Search the records for the string "DashboardCharts", then copy each line where it appears.

__Listed records__.
◆ ◆ ◆ ◆

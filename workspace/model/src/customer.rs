use chrono::NaiveDateTime;
use common::{Cluster, Feature};

/// Per-customer features computed upstream, with the cluster label assigned
/// by the segmentation model.
#[derive(Debug, Clone, PartialEq)]
pub struct CustomerFeatureRecord {
    pub customer_id: String,
    pub recency: f64,
    pub frequency: f64,
    pub monetary: f64,
    pub purchase_variability: f64,
    pub first_purchase: NaiveDateTime,
    pub last_purchase: NaiveDateTime,
    pub tenure_days: f64,
    pub purchases_per_day: f64,
    pub spend_per_day: f64,
    pub recency_ratio: f64,
    pub customer_value_score: f64,
    pub cluster: Cluster,
}

impl CustomerFeatureRecord {
    /// Value of a numeric feature column.
    pub fn feature(&self, feature: Feature) -> f64 {
        match feature {
            Feature::Monetary => self.monetary,
            Feature::Frequency => self.frequency,
            Feature::Recency => self.recency,
            Feature::PurchaseVariability => self.purchase_variability,
            Feature::TenureDays => self.tenure_days,
            Feature::PurchasesPerDay => self.purchases_per_day,
            Feature::SpendPerDay => self.spend_per_day,
            Feature::RecencyRatio => self.recency_ratio,
            Feature::CustomerValueScore => self.customer_value_score,
        }
    }
}
//! Common transport-layer types shared between the compute layer and the web server.
//! These structs are the request/response payloads of the dashboard API, so the
//! HTML view and JSON clients deserialize the same shapes.

mod charts;
mod filters;
mod format;
mod summary;

pub use charts::{
    BoxStats, DashboardCharts, DistributionSeries, FeatureDistribution, HistogramBin,
    RadarAxis, RadarSeries, RfmScatter, ScatterPoint, ScatterSeries, SegmentDonut,
    SegmentRadar, SegmentSlice, TimeseriesChart, TimeseriesMetric, TimeseriesPoint,
    TimeseriesSeries,
};
pub use filters::{
    Cluster, DateRange, Feature, FilterOptions, FilterSelection, OptionEntry, ParseError,
    Segment, TimeBucket,
};
pub use format::{format_money, format_pct};
pub use summary::{SummaryComparison, SummaryMetrics};

use chrono::NaiveDate;
use rust_decimal::Decimal;
use serde::{Deserialize, Serialize};
use utoipa::ToSchema;

/// Generic API response wrapper. The server re-exports it, so JSON clients
/// deserialize exactly what the handlers produce.
#[derive(Debug, Clone, Serialize, Deserialize, ToSchema)]
pub struct ApiResponse<T> {
    /// Response data
    pub data: T,
    /// Response message
    pub message: String,
    /// Success flag
    pub success: bool,
}

// ===================== Dashboard =====================

/// Everything one render of the dashboard needs: the resolved selection,
/// the metric cards and every chart.
#[derive(Debug, Clone, Serialize, Deserialize, ToSchema, PartialEq)]
pub struct DashboardData {
    pub selection: FilterSelection,
    pub summary: SummaryComparison,
    pub charts: DashboardCharts,
    /// User-visible messages produced while resolving the selection
    /// (clamped dates, rejected input).
    pub notices: Vec<String>,
}

// ===================== Raw data =====================

/// One transaction row of the filtered view.
#[derive(Debug, Clone, Serialize, Deserialize, ToSchema, PartialEq)]
pub struct TransactionRow {
    pub customer_id: String,
    pub order_date: chrono::NaiveDateTime,
    #[schema(value_type = String)]
    pub purchase_amount: Decimal,
    pub currency: String,
}

/// One customer feature row of the filtered view.
#[derive(Debug, Clone, Serialize, Deserialize, ToSchema, PartialEq)]
pub struct CustomerRow {
    pub customer_id: String,
    pub recency: f64,
    pub frequency: f64,
    pub monetary: f64,
    pub purchase_variability: f64,
    pub first_purchase: chrono::NaiveDateTime,
    pub last_purchase: chrono::NaiveDateTime,
    pub tenure_days: f64,
    pub purchases_per_day: f64,
    pub spend_per_day: f64,
    pub recency_ratio: f64,
    pub customer_value_score: f64,
    #[schema(value_type = u8)]
    pub cluster: Cluster,
}

/// The filtered tables themselves.
#[derive(Debug, Clone, Serialize, Deserialize, ToSchema, PartialEq)]
pub struct RawView {
    pub selection: FilterSelection,
    pub customers: Vec<CustomerRow>,
    pub transactions: Vec<TransactionRow>,
}

// ===================== Health =====================

/// Row counts of the tables loaded at startup.
#[derive(Debug, Clone, Serialize, Deserialize, ToSchema, PartialEq)]
pub struct DatasetInfo {
    pub transactions: usize,
    pub customers: usize,
    pub first_order: Option<NaiveDate>,
    pub last_order: Option<NaiveDate>,
}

◆ ◆ ◆ ◆

__Your solution__.
    BoxStats, DashboardCharts, DistributionSeries, FeatureDistribution, HistogramBin,
    pub charts: DashboardCharts,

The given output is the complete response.